**Information shown**
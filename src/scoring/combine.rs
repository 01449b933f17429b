//! Weighted combination of the normalized channels into the total score.

use crate::config::SummarizerConfig;
use crate::scoring::ScoreRecord;

/// Combines normalized channels:
/// `total = meaning × (α·position + β·format + γ·frequency)`.
///
/// The weights are caller-supplied and need not sum to 1.
#[derive(Debug, Clone, Copy)]
pub struct ScoreCombiner {
    pub alpha: f64,
    pub beta: f64,
    pub gamma: f64,
}

impl ScoreCombiner {
    pub fn new(alpha: f64, beta: f64, gamma: f64) -> Self {
        Self { alpha, beta, gamma }
    }

    pub fn from_config(config: &SummarizerConfig) -> Self {
        Self::new(config.alpha, config.beta, config.gamma)
    }

    /// Finalize one record's total score.
    pub fn combine(&self, record: &mut ScoreRecord) {
        record.total_score = record.meaning_score
            * (self.alpha * record.position_score
                + self.beta * record.format_score
                + self.gamma * record.frequency_score);
    }
}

**Assignment**
In the listing above, find each line with the word "channels" and return it.

**Task output**
//! Weighted combination of the normalized channels into the total score.
/// Combines normalized channels:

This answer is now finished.